Time-domain models of marine structures based on frequency domain data are usually built upon the Cummins equation. This type of model is a vector integro-differential equation which involves convolution terms. These convolution terms are not convenient for analysis and design of motion control systems. In addition, these models are not efficient with respect to simulation time, and ease of implementation in standard simulation packages. For these reasons, different methods have been proposed in the literature as approximate alternative representations of the convolutions. Because the convolution is a linear operation, different approaches can be followed to obtain an approximately equivalent linear system in the form of either transfer function or state-space models. This process involves the use of system identification, and several options are available depending on how the identification problem is posed. This raises the question whether one method is better than the others. This paper therefore has three objectives. The first objective is to revisit some of the methods for replacing the convolutions, which have been reported in different areas of analysis of marine systems: hydrodynamics, wave energy conversion, and motion control systems. The second objective is to compare the different methods in terms of complexity and performance. For this purpose, a model for the response in the vertical plane of a modern containership is considered. The third objective is to describe the implementation of the resulting model in the standard simulation environment Matlab/Simulink.

Introduction

Dynamic response of marine structures to wave excitation is commonly analyzed in the frequency domain by a first-order potential theory approach and by assuming the wave process as Gaussian, see for instance Newman (1977) and Faltinsen, 1990, Faltinsen, 2005. The response statistics is then obtained using the well-established theory for Gaussian processes. This approach is based on linear theory, which implies that the wave steepness is small and also that the response due to wave excitation is proportional to the wave amplitude (Faltinsen, 2005). The frequency response functions of the structure can be obtained by using the standard hydrodynamic codes (e.g. WAMIT, 2006).

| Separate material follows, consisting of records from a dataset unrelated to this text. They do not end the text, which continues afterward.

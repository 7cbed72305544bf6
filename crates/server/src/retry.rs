//! Restart policy for the local assistant process.

#[derive(Debug, Clone, Copy, Default, PartialEq, Eq)]
pub enum RetryPolicy {
    #[default]
    Unbounded,
    /// Give up after this many consecutive failures.
    Bounded(u32),
}

#[derive(Debug, Clone, Copy, PartialEq, Eq)]
pub enum RetryDecision {
    Restart,
    GiveUp,
    /// An exit or switch was already requested; the failure is part of it.
    Teardown,
}

impl RetryPolicy {
    pub fn from_limit(limit: Option<u32>) -> Self {
        limit.map_or(Self::Unbounded, Self::Bounded)
    }

    /// Decide what follows a failed run. `failures` counts this one.
    pub fn decide(&self, teardown_requested: bool, failures: u32) -> RetryDecision {
        if teardown_requested {
            return RetryDecision::Teardown;
        }
        match self {
            Self::Unbounded => RetryDecision::Restart,
            Self::Bounded(limit) if failures <= *limit => RetryDecision::Restart,
            Self::Bounded(_) => RetryDecision::GiveUp,
        }
    }
}

#[cfg(test)]
mod tests {
    use super::*;

    #[test]
    fn teardown_request_wins_over_any_budget() {
        assert_eq!(
            RetryPolicy::Unbounded.decide(true, 1),
            RetryDecision::Teardown
        );
        assert_eq!(
            RetryPolicy::Bounded(5).decide(true, 1),
            RetryDecision::Teardown
        );
    }

    #[test]
    fn unbounded_always_restarts() {
        assert_eq!(
            RetryPolicy::Unbounded.decide(false, 10_000),
            RetryDecision::Restart
        );
    }

    #[test]
    fn bounded_gives_up_past_the_limit() {
        let policy = RetryPolicy::from_limit(Some(2));
        assert_eq!(policy.decide(false, 1), RetryDecision::Restart);
        assert_eq!(policy.decide(false, 2), RetryDecision::Restart);
        assert_eq!(policy.decide(false, 3), RetryDecision::GiveUp);
        assert_eq!(RetryPolicy::from_limit(None), RetryPolicy::Unbounded);
    }
}
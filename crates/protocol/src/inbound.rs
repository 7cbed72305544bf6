//! Cloud → session messages

use serde::{Deserialize, Serialize};

use crate::types::{Mode, PermissionDecision, PermissionResponse, WireAttachment};

/// Frames received from the cloud collaborator.
///
/// Anything with an unrecognized `type` tag deserializes to `Unknown` and is
/// swallowed by the transport together with keep-alive frames.
#[derive(Debug, Clone, PartialEq, Serialize, Deserialize)]
#[serde(tag = "type", rename_all = "snake_case")]
pub enum InboundMessage {
    UserInput {
        message: String,
        #[serde(default, skip_serializing_if = "Vec::is_empty")]
        attachments: Vec<WireAttachment>,
    },
    PermissionResponse {
        #[serde(default, skip_serializing_if = "Option::is_none")]
        request_id: Option<String>,
        decision: PermissionDecision,
        #[serde(default, skip_serializing_if = "Option::is_none")]
        message: Option<String>,
    },
    Switch {
        /// Target mode. Absent means "the other mode".
        #[serde(default, skip_serializing_if = "Option::is_none")]
        mode: Option<Mode>,
    },
    Ping,
    Pong,
    #[serde(other)]
    Unknown,
}

impl InboundMessage {
    /// Whether this frame is handed to the message observer.
    pub fn is_forwarded(&self) -> bool {
        matches!(
            self,
            Self::UserInput { .. } | Self::PermissionResponse { .. } | Self::Switch { .. }
        )
    }

    /// Extract the permission response carried by a `permission_response` frame.
    pub fn permission_response(&self) -> Option<PermissionResponse> {
        match self {
            Self::PermissionResponse {
                request_id,
                decision,
                message,
            } => Some(PermissionResponse {
                request_id: request_id.clone(),
                decision: *decision,
                message: message.clone(),
            }),
            _ => None,
        }
    }
}
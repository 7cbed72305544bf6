//! Assistant lifecycle hook payloads.
//!
//! The assistant runs a configured command at lifecycle points and pipes a
//! JSON object to it; the forwarder relays that object verbatim as the body
//! of `POST /hook`. Only the session id and the event name are interpreted,
//! the rest travels through as an opaque payload.

use serde::{Deserialize, Serialize};
use serde_json::{json, Map, Value};

/// Hook events the receiver registers for and forwards.
#[derive(Debug, Clone, Copy, PartialEq, Eq, Hash, Serialize, Deserialize)]
pub enum HookEventName {
    SessionStart,
    UserPromptSubmit,
    PostToolUse,
    PermissionRequest,
    Stop,
    SessionEnd,
}

impl HookEventName {
    pub const ALL: [HookEventName; 6] = [
        HookEventName::SessionStart,
        HookEventName::UserPromptSubmit,
        HookEventName::PostToolUse,
        HookEventName::PermissionRequest,
        HookEventName::Stop,
        HookEventName::SessionEnd,
    ];

    pub fn as_str(&self) -> &'static str {
        match self {
            Self::SessionStart => "SessionStart",
            Self::UserPromptSubmit => "UserPromptSubmit",
            Self::PostToolUse => "PostToolUse",
            Self::PermissionRequest => "PermissionRequest",
            Self::Stop => "Stop",
            Self::SessionEnd => "SessionEnd",
        }
    }

    pub fn parse(name: &str) -> Option<Self> {
        Self::ALL.into_iter().find(|kind| kind.as_str() == name)
    }
}

/// A normalized hook notification.
#[derive(Debug, Clone, PartialEq)]
pub struct HookEvent {
    pub session_id: Option<String>,
    pub kind: HookEventName,
    pub payload: Value,
}

impl HookEvent {
    /// Parse a hook POST body.
    ///
    /// Malformed or non-object bodies are treated as an empty object, which
    /// carries no event name and therefore yields `None`.
    pub fn from_body(body: &[u8]) -> Option<Self> {
        let payload = serde_json::from_slice::<Value>(body)
            .ok()
            .filter(Value::is_object)
            .unwrap_or_else(|| Value::Object(Map::new()));

        let kind = string_field(&payload, &["hook_event_name", "hookEventName"])
            .and_then(HookEventName::parse)?;
        let session_id = string_field(&payload, &["session_id", "sessionId"])
            .filter(|id| !id.is_empty())
            .map(str::to_string);

        Some(Self {
            session_id,
            kind,
            payload,
        })
    }

    /// The shape relayed to the cloud inside a `claude_event` frame.
    pub fn to_forwarded(&self) -> Value {
        json!({
            "type": "hook",
            "hook_event_name": self.kind.as_str(),
            "session_id": self.session_id,
            "payload": self.payload,
        })
    }
}

fn string_field<'a>(value: &'a Value, keys: &[&str]) -> Option<&'a str> {
    keys.iter()
        .find_map(|key| value.get(*key).and_then(Value::as_str))
}
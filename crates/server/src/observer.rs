//! Single-subscriber event channels.
//!
//! Each collaborator publishes into an `EventChannel<T>`; the one consumer
//! takes the receiver once. A second `take_receiver` fails instead of
//! replacing the first subscriber.

use std::sync::Mutex;

use thiserror::Error;
use tokio::sync::mpsc;

#[derive(Debug, Error, PartialEq, Eq)]
pub enum ObserverError {
    #[error("{0} channel already has a subscriber")]
    AlreadySubscribed(&'static str),
}

pub struct EventChannel<T> {
    name: &'static str,
    tx: mpsc::UnboundedSender<T>,
    rx: Mutex<Option<mpsc::UnboundedReceiver<T>>>,
}

impl<T> EventChannel<T> {
    pub fn new(name: &'static str) -> Self {
        let (tx, rx) = mpsc::unbounded_channel();
        Self {
            name,
            tx,
            rx: Mutex::new(Some(rx)),
        }
    }

    /// Publish an event. Events published before anyone subscribes are
    /// buffered; events published after the subscriber is dropped are lost.
    pub fn emit(&self, event: T) {
        let _ = self.tx.send(event);
    }

    pub fn take_receiver(&self) -> Result<mpsc::UnboundedReceiver<T>, ObserverError> {
        self.rx
            .lock()
            .unwrap_or_else(|poisoned| poisoned.into_inner())
            .take()
            .ok_or(ObserverError::AlreadySubscribed(self.name))
    }

    /// A publishing handle for collaborators that outlive a borrow of the channel.
    pub fn sender(&self) -> mpsc::UnboundedSender<T> {
        self.tx.clone()
    }
}
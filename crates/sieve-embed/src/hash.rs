use std::hash::{Hash, Hasher};

use twox_hash::XxHash64;

use sieve_core::Embedder;

/// Deterministic bag-of-tokens embedder: each whitespace token is hashed into
/// one of `dim` buckets, then the vector is L2-normalised. Shared tokens mean
/// positive cosine similarity, which is enough for offline runs and tests.
pub struct HashEmbedder {
    dim: usize,
}

impl HashEmbedder {
    pub fn new(dim: usize) -> Self { Self { dim: dim.max(1) } }

    pub fn embed(&self, text: &str) -> Vec<f32> {
        let mut v = vec![0f32; self.dim];
        for token in text.split_whitespace().map(str::to_lowercase) {
            let mut hasher = XxHash64::with_seed(0);
            token.hash(&mut hasher);
            let h = hasher.finish();
            #[allow(clippy::cast_possible_truncation)]
            let idx = (h % self.dim as u64) as usize;
            #[allow(clippy::cast_precision_loss)]
            let weight = 0.5 + ((h >> 32) as f32) / (u32::MAX as f32) * 0.5;
            v[idx] += weight;
        }
        let norm = v.iter().map(|x| x * x).sum::<f32>().sqrt().max(1e-6);
        for x in &mut v { *x /= norm; }
        v
    }
}

impl Embedder for HashEmbedder {
    fn dim(&self) -> usize { self.dim }
    fn max_len(&self) -> usize { usize::MAX }
    fn embed_batch(&self, texts: &[String]) -> anyhow::Result<Vec<Vec<f32>>> {
        Ok(texts.iter().map(|t| self.embed(t)).collect())
    }
}
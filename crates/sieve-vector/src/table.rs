use std::collections::HashMap;

use sieve_core::Key;

/// Owned key -> vector table, iterated in insertion order.
#[derive(Debug, Default, Clone)]
pub struct EmbeddingTable {
    keys: Vec<Key>,
    vectors: Vec<Vec<f32>>,
    slots: HashMap<Key, usize>,
}

impl EmbeddingTable {
    pub fn new() -> Self { Self::default() }

    /// Insert or overwrite; an overwritten key keeps its slot.
    pub fn upsert(&mut self, key: Key, vector: Vec<f32>) {
        if let Some(&slot) = self.slots.get(&key) {
            self.vectors[slot] = vector;
            return;
        }
        self.slots.insert(key.clone(), self.keys.len());
        self.keys.push(key);
        self.vectors.push(vector);
    }

    pub fn get(&self, key: &Key) -> Option<&[f32]> { self.slots.get(key).map(|&slot| self.vectors[slot].as_slice()) }

    pub fn iter(&self) -> impl Iterator<Item = (&Key, &[f32])> + '_ {
        self.keys.iter().zip(self.vectors.iter().map(Vec::as_slice))
    }

    pub fn len(&self) -> usize { self.keys.len() }

    pub fn is_empty(&self) -> bool { self.keys.is_empty() }
}

pub fn cosine(a: &[f32], b: &[f32]) -> f32 {
    let dot: f32 = a.iter().zip(b).map(|(x, y)| x * y).sum();
    let na = a.iter().map(|x| x * x).sum::<f32>().sqrt();
    let nb = b.iter().map(|x| x * x).sum::<f32>().sqrt();
    if na == 0.0 || nb == 0.0 { 0.0 } else { dot / (na * nb) }
}
use std::collections::HashMap;

use sieve_core::{Document, Key, Result, ResultList, SIMILARITY_FIELD};

pub const MAPPING_STAGE: &str = "documents";

/// Resolves bare keys to full documents from an in-memory table.
///
/// Fields already on an item win over the table's, so an upstream
/// `similarity` or partial field is never overwritten. Unknown keys pass
/// through unchanged.
#[derive(Debug, Clone)]
pub struct DocumentMap {
    key_field: String,
    table: HashMap<Key, Document>,
}

impl DocumentMap {
    pub fn new(key_field: impl Into<String>, documents: &[Document]) -> Result<Self> {
        let mut map = Self { key_field: key_field.into(), table: HashMap::new() };
        map.rebind(documents)?;
        Ok(map)
    }

    /// Replace the lookup table. On a schema error the old table is kept.
    pub fn rebind(&mut self, documents: &[Document]) -> Result<()> {
        let mut table = HashMap::with_capacity(documents.len());
        for document in documents {
            table.insert(Key::of(document, &self.key_field, MAPPING_STAGE)?, document.clone());
        }
        self.table = table;
        Ok(())
    }

    pub fn key_field(&self) -> &str { &self.key_field }

    pub fn len(&self) -> usize { self.table.len() }

    pub fn is_empty(&self) -> bool { self.table.is_empty() }

    pub fn apply(&self, list: &ResultList) -> ResultList {
        let mut out = list.clone();
        for item in out.iter_mut() {
            let Some(document) = self.table.get(item.key()) else { continue };
            for (field, value) in document {
                if field != SIMILARITY_FIELD && !item.fields.contains_key(field) {
                    item.fields.insert(field.clone(), value.clone());
                }
            }
        }
        out
    }
}
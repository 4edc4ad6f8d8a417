#![allow(dead_code)]

use std::collections::HashMap;
use std::sync::atomic::{AtomicUsize, Ordering};
use std::sync::Arc;

use serde_json::Value;
use sieve_core::{Document, Error, Key, Query, Result, ResultList, ScoredItem, Stage};

pub fn doc(value: Value) -> Document {
    match value {
        Value::Object(map) => map,
        other => panic!("not an object: {other}"),
    }
}

pub fn list(items: &[(i64, Option<f32>)]) -> ResultList {
    items
        .iter()
        .map(|&(key, similarity)| {
            let item = ScoredItem::new("id", Key::from(key));
            match similarity {
                Some(s) => item.with_similarity(s),
                None => item,
            }
        })
        .collect()
}

pub fn scored(items: &[(i64, f32)]) -> ResultList {
    list(&items.iter().map(|&(k, s)| (k, Some(s))).collect::<Vec<_>>())
}

pub fn ids(list: &ResultList) -> Vec<Key> { list.keys().cloned().collect() }

/// Answers each query text with a canned list, restricted to candidates when given.
#[derive(Clone)]
pub struct Fixed {
    pub name: String,
    pub k: Option<usize>,
    pub answers: HashMap<String, ResultList>,
    pub calls: Arc<AtomicUsize>,
    pub added: Arc<AtomicUsize>,
}

impl Fixed {
    pub fn new(name: &str) -> Self {
        Self { name: name.into(), k: None, answers: HashMap::new(), calls: Arc::default(), added: Arc::default() }
    }

    pub fn answer(mut self, query: &str, list: ResultList) -> Self {
        self.answers.insert(query.into(), list);
        self
    }

    pub fn with_k(mut self, k: usize) -> Self {
        self.k = Some(k);
        self
    }

    pub fn calls(&self) -> usize { self.calls.load(Ordering::SeqCst) }
}

impl Stage for Fixed {
    fn name(&self) -> &str { &self.name }
    fn key_field(&self) -> &str { "id" }
    fn k(&self) -> Option<usize> { self.k }

    fn search(&self, query: &Query, candidates: Option<&ResultList>, k: Option<usize>) -> Result<ResultList> {
        self.calls.fetch_add(1, Ordering::SeqCst);
        let mut out = query.as_text().and_then(|t| self.answers.get(t)).cloned().unwrap_or_default();
        if let Some(c) = candidates { out.retain(|item| c.contains(item.key())); }
        out.cap(k.or(self.k));
        Ok(out)
    }

    fn add(&mut self, documents: &[Document]) -> Result<()> {
        for d in documents { Key::of(d, "id", &self.name)?; }
        self.added.fetch_add(documents.len(), Ordering::SeqCst);
        Ok(())
    }
}

/// Rescores candidates from a fixed table and sorts them, like a cross-encoder would.
pub struct Rescore {
    pub scores: HashMap<Key, f32>,
    pub calls: Arc<AtomicUsize>,
}

impl Rescore {
    pub fn new(scores: &[(i64, f32)]) -> Self {
        Self { scores: scores.iter().map(|&(k, s)| (Key::from(k), s)).collect(), calls: Arc::default() }
    }
}

impl Stage for Rescore {
    fn name(&self) -> &str { "rescore" }
    fn key_field(&self) -> &str { "id" }
    fn k(&self) -> Option<usize> { None }

    fn search(&self, _query: &Query, candidates: Option<&ResultList>, k: Option<usize>) -> Result<ResultList> {
        self.calls.fetch_add(1, Ordering::SeqCst);
        let Some(candidates) = candidates else { return Ok(ResultList::new()) };
        let mut out: ResultList = candidates
            .iter()
            .map(|item| item.clone().with_similarity(self.scores.get(item.key()).copied().unwrap_or(0.0)))
            .collect();
        out.sort_by_similarity();
        out.cap(k);
        Ok(out)
    }

    fn add(&mut self, _documents: &[Document]) -> Result<()> { Ok(()) }
}

/// Always fails, at search and at add.
pub struct Broken;

impl Stage for Broken {
    fn name(&self) -> &str { "broken" }
    fn key_field(&self) -> &str { "id" }
    fn k(&self) -> Option<usize> { None }

    fn search(&self, _query: &Query, _candidates: Option<&ResultList>, _k: Option<usize>) -> Result<ResultList> {
        Err(Error::backend("broken", anyhow::anyhow!("index unavailable")))
    }

    fn add(&mut self, _documents: &[Document]) -> Result<()> {
        Err(Error::backend("broken", anyhow::anyhow!("read-only index")))
    }
}

/// Ignores its candidates and returns keys of its own.
pub struct Rogue(pub ResultList);

impl Stage for Rogue {
    fn name(&self) -> &str { "rogue" }
    fn key_field(&self) -> &str { "id" }
    fn k(&self) -> Option<usize> { None }

    fn search(&self, _query: &Query, _candidates: Option<&ResultList>, _k: Option<usize>) -> Result<ResultList> { Ok(self.0.clone()) }

    fn add(&mut self, _documents: &[Document]) -> Result<()> { Ok(()) }
}

/// Returns one list fewer than it was asked for in batch mode.
pub struct Short;

impl Stage for Short {
    fn name(&self) -> &str { "short" }
    fn key_field(&self) -> &str { "id" }
    fn k(&self) -> Option<usize> { None }

    fn search(&self, _query: &Query, _candidates: Option<&ResultList>, _k: Option<usize>) -> Result<ResultList> { Ok(ResultList::new()) }

    fn search_batch(&self, queries: &[Query], _candidates: Option<&[ResultList]>, _k: Option<usize>) -> Result<Vec<ResultList>> {
        Ok(vec![ResultList::new(); queries.len().saturating_sub(1)])
    }

    fn add(&mut self, _documents: &[Document]) -> Result<()> { Ok(()) }
}

/// Leaf keyed on a different field than the rest of the pipeline.
pub struct OtherKey;

impl Stage for OtherKey {
    fn name(&self) -> &str { "other" }
    fn key_field(&self) -> &str { "doc_id" }
    fn k(&self) -> Option<usize> { None }

    fn search(&self, _query: &Query, _candidates: Option<&ResultList>, _k: Option<usize>) -> Result<ResultList> { Ok(ResultList::new()) }

    fn add(&mut self, _documents: &[Document]) -> Result<()> { Ok(()) }
}
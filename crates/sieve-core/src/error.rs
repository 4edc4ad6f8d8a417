use thiserror::Error;

/// Failures surfaced by stages and combinators.
///
/// Combinators never wrap an error coming out of a child; whatever a leaf
/// returns reaches the caller as is, with the failing stage named in it.
#[derive(Debug, Error)]
pub enum Error {
    /// A document lacks the key field, or an item lacks a field the stage needs.
    #[error("schema error in stage '{stage}': {detail}")]
    Schema { stage: String, detail: String },

    /// The leaf's own backend (index, model, remote table) failed.
    #[error("stage '{stage}' failed: {source}")]
    Backend {
        stage: String,
        #[source]
        source: anyhow::Error,
    },

    #[error("stage '{stage}' returned {actual} result lists for {expected} queries")]
    BatchMismatch { stage: String, expected: usize, actual: usize },

    #[error("Invalid query: {0}")]
    InvalidQuery(String),

    #[error("Invalid configuration: {0}")]
    InvalidConfig(String),
}

impl Error {
    pub fn schema(stage: impl Into<String>, detail: impl Into<String>) -> Self {
        Self::Schema { stage: stage.into(), detail: detail.into() }
    }

    pub fn backend(stage: impl Into<String>, source: impl Into<anyhow::Error>) -> Self {
        Self::Backend { stage: stage.into(), source: source.into() }
    }

    /// Name of the stage that raised the error, when there is one.
    pub fn stage(&self) -> Option<&str> {
        match self {
            Self::Schema { stage, .. } | Self::Backend { stage, .. } | Self::BatchMismatch { stage, .. } => Some(stage),
            Self::InvalidQuery(_) | Self::InvalidConfig(_) => None,
        }
    }
}

pub type Result<T> = std::result::Result<T, Error>;
//! sieve-vector
//!
//! Dense leaves built on an `Embedder`: an in-memory retriever, a re-ranker
//! with a content-hash embedding cache, and a LanceDB-backed retriever.
pub mod encoder;
pub mod lance;
pub mod query;
pub mod ranker;
pub mod table;

pub use encoder::EncoderRetriever;
pub use lance::LanceRetriever;
pub use ranker::EncoderRanker;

This method is particularly efficient since for each frequency considered, the motion response is obtained by solving a set of simultaneous linear equations with constant coefficients.

When nonlinear effects such as viscous forces, water entry and exit are considered, however, the linearity assumption is no longer valid. One approach to overcome the difficulties of full nonlinear time-domain analysis is to apply a higher order frequency-domain approach, e.g. by using simplified bilinear and trilinear frequency response functions based on Volterra functional representations (Bendat, 1998). However, frequency-domain approaches are limited to steady-state processes. Besides this fact, higher order frequency-domain methods can be cumbersome to implement and computationally inefficient.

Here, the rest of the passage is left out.